▶ **Data**:

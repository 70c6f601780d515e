//! Loading [`ExtractionConfig`] from JSON files and environment variables.
//!
//! Precedence, lowest first: built-in defaults, the JSON file (missing keys
//! keep their defaults), environment overrides. The result is validated
//! before it reaches the pipeline.
//!
//! Recognised environment variables: `MIN_CONTOUR_AREA`,
//! `CLUSTERING_PROXIMITY`, `PADDING`, `MAX_DIAGRAMS`,
//! `DIAGRAM_SORTING_METHOD`.

use crate::cluster::SortingMethod;
use crate::detector::ExtractionConfig;
use std::fs;
use std::path::{Path, PathBuf};
use std::str::FromStr;

#[derive(Debug, thiserror::Error)]
pub enum ConfigError {
    #[error("failed to read config {}: {source}", .path.display())]
    Read {
        path: PathBuf,
        #[source]
        source: std::io::Error,
    },

    #[error("failed to parse config {}: {source}", .path.display())]
    Parse {
        path: PathBuf,
        #[source]
        source: serde_json::Error,
    },

    #[error("invalid value for {key}: {reason}")]
    InvalidValue { key: String, reason: String },

    #[error("unknown sorting method {0:?} (expected \"reading_order\" or \"area\")")]
    UnknownSortingMethod(String),
}

impl ConfigError {
    pub(crate) fn invalid(key: &str, reason: impl Into<String>) -> Self {
        Self::InvalidValue {
            key: key.to_string(),
            reason: reason.into(),
        }
    }
}

impl FromStr for SortingMethod {
    type Err = ConfigError;

    fn from_str(s: &str) -> Result<Self, Self::Err> {
        match s.trim().to_ascii_lowercase().as_str() {
            "reading_order" => Ok(Self::ReadingOrder),
            "area" => Ok(Self::Area),
            other => Err(ConfigError::UnknownSortingMethod(other.to_string())),
        }
    }
}

pub fn load_config(path: &Path) -> Result<ExtractionConfig, ConfigError> {
    let data = fs::read_to_string(path).map_err(|source| ConfigError::Read {
        path: path.to_path_buf(),
        source,
    })?;
    serde_json::from_str(&data).map_err(|source| ConfigError::Parse {
        path: path.to_path_buf(),
        source,
    })
}

/// Apply overrides from `lookup` (usually the process environment).
pub fn apply_env_overrides<F>(
    mut config: ExtractionConfig,
    lookup: F,
) -> Result<ExtractionConfig, ConfigError>
where
    F: Fn(&str) -> Option<String>,
{
    if let Some(v) = lookup("MIN_CONTOUR_AREA") {
        config.min_contour_area = parse_var("MIN_CONTOUR_AREA", &v)?;
    }
    if let Some(v) = lookup("CLUSTERING_PROXIMITY") {
        config.clustering_proximity = parse_var("CLUSTERING_PROXIMITY", &v)?;
    }
    if let Some(v) = lookup("PADDING") {
        config.padding = parse_var("PADDING", &v)?;
    }
    if let Some(v) = lookup("MAX_DIAGRAMS") {
        config.max_diagrams = parse_var("MAX_DIAGRAMS", &v)?;
    }
    if let Some(v) = lookup("DIAGRAM_SORTING_METHOD") {
        config.sorting_method = v.parse()?;
    }
    Ok(config)
}

/// Defaults or `path`, then the process environment, then validation.
pub fn resolve_config(path: Option<&Path>) -> Result<ExtractionConfig, ConfigError> {
    let base = match path {
        Some(p) => load_config(p)?,
        None => ExtractionConfig::default(),
    };
    let config = apply_env_overrides(base, |key| std::env::var(key).ok())?;
    config.validate()?;
    Ok(config)
}

fn parse_var<T>(key: &str, raw: &str) -> Result<T, ConfigError>
where
    T: FromStr,
    T::Err: std::fmt::Display,
{
    raw.trim()
        .parse()
        .map_err(|e: T::Err| ConfigError::invalid(key, format!("{raw:?}: {e}")))
}
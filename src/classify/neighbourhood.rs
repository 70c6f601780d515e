use crate::features::StrokeComponent;
use crate::types::BoundingBox;

/// Minimum vertical overlap, as a fraction of the shorter box.
const MIN_VERTICAL_OVERLAP: f64 = 0.5;
/// Accepted height ratio between line mates.
const HEIGHT_RATIO: (f64, f64) = (0.5, 2.0);
/// Maximum horizontal gap, as a multiple of the taller box.
const MAX_GAP_FACTOR: f64 = 1.5;

/// Components sitting on the same text line as the one being scored.
#[derive(Clone, Debug, Default)]
pub struct Neighbourhood {
    pub bbox: BoundingBox,
    pub line_mates: Vec<BoundingBox>,
}

impl Neighbourhood {
    pub fn isolated(bbox: BoundingBox) -> Self {
        Self {
            bbox,
            line_mates: Vec::new(),
        }
    }

    pub fn is_isolated(&self) -> bool {
        self.line_mates.is_empty()
    }
}

/// Line mates of every component, independent of labels.
pub fn line_neighbourhoods(components: &[StrokeComponent]) -> Vec<Neighbourhood> {
    components
        .iter()
        .enumerate()
        .map(|(i, c)| Neighbourhood {
            bbox: c.bbox,
            line_mates: components
                .iter()
                .enumerate()
                .filter(|&(j, other)| j != i && on_same_line(&c.bbox, &other.bbox))
                .map(|(_, other)| other.bbox)
                .collect(),
        })
        .collect()
}

fn on_same_line(a: &BoundingBox, b: &BoundingBox) -> bool {
    if a.is_empty() || b.is_empty() {
        return false;
    }
    let (ha, hb) = (a.h as f64, b.h as f64);
    let ratio = ha / hb;
    if ratio < HEIGHT_RATIO.0 || ratio > HEIGHT_RATIO.1 {
        return false;
    }
    let overlap = a.bottom().min(b.bottom()).saturating_sub(a.y.max(b.y)) as f64;
    if overlap < MIN_VERTICAL_OVERLAP * ha.min(hb) {
        return false;
    }
    let gap = if a.right() <= b.x {
        b.x - a.right()
    } else if b.right() <= a.x {
        a.x - b.right()
    } else {
        0
    };
    gap as f64 <= MAX_GAP_FACTOR * ha.max(hb)
}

▶ **Exercise details**:
In the listing above, how many lines have the string "reason" in them? Reply with only the figure.

▶ **Exercise response**:
4